## Reversed lexicographical monomial orders

Let $k$ be a positive natural number and let $\tau \in S_n$. Define a relation $\leq_\tau$ on $\mathbb{N}^k$ by $(a_i) \leq (b_i)$ if the set $\{ i \in [1,k] \ |\ a_{\tau(i)} \neq b_{\tau(i)} \}$ is empty or, if nonempty with maximal element $k$, we have $a_{\tau(k)} < b_{\tau(k)}$.

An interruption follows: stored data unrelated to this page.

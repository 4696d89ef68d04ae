//! Row-to-record normalization via the layout column mapping.

use crate::app::models::{NormalizedRecord, RawRow};
use crate::app::services::feed_parser::field_parsers::{parse_price, parse_stock, take_field};
use crate::config::ColumnMap;

/// Map raw rows onto the canonical record shape.
///
/// Missing or out-of-range indices yield empty strings (text) or degraded
/// numerics (stock 0, price NaN); nothing here raises. Codes are trimmed
/// and upper-cased so downstream joins and groupings compare cleanly.
/// The lookup code defaults to the product code, and the display name to
/// the brand, when the feed lacks those columns.
pub fn normalize_rows(rows: &[RawRow], columns: &ColumnMap) -> Vec<NormalizedRecord> {
    rows.iter().map(|row| normalize_row(row, columns)).collect()
}

fn normalize_row(row: &RawRow, columns: &ColumnMap) -> NormalizedRecord {
    let code = take_field(row, columns.code).to_uppercase();

    let lookup_code = {
        let raw = take_field(row, columns.unicode);
        if raw.is_empty() { code.clone() } else { raw }
    };

    let brand = take_field(row, columns.brand);
    let name = {
        let raw = take_field(row, columns.name);
        if raw.is_empty() { brand.clone() } else { raw }
    };

    NormalizedRecord {
        code,
        lookup_code,
        brand,
        name,
        stock: parse_stock(&take_field(row, columns.stock)),
        price: parse_price(&take_field(row, columns.price)),
    }
}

1. Prove that the grading of $\leq_\tau$ is an m-order. (See this previous exercise. Note that $\leq_\tau$ itself is not an m-order since, for example, $(1) > (2) > (3) > \ldots$ is a chain with no lower bound.) Let $e_i = (e_{i,j})$ where $e_{i,j} = 1$ if $i = j$ and $0$ otherwise. Prove that if $i < j$, then $e_i > e_j$.

A monomial ordering induced by the grading of some $\leq_\tau$ is called a grevlex monomial order. (See this previous exercise.)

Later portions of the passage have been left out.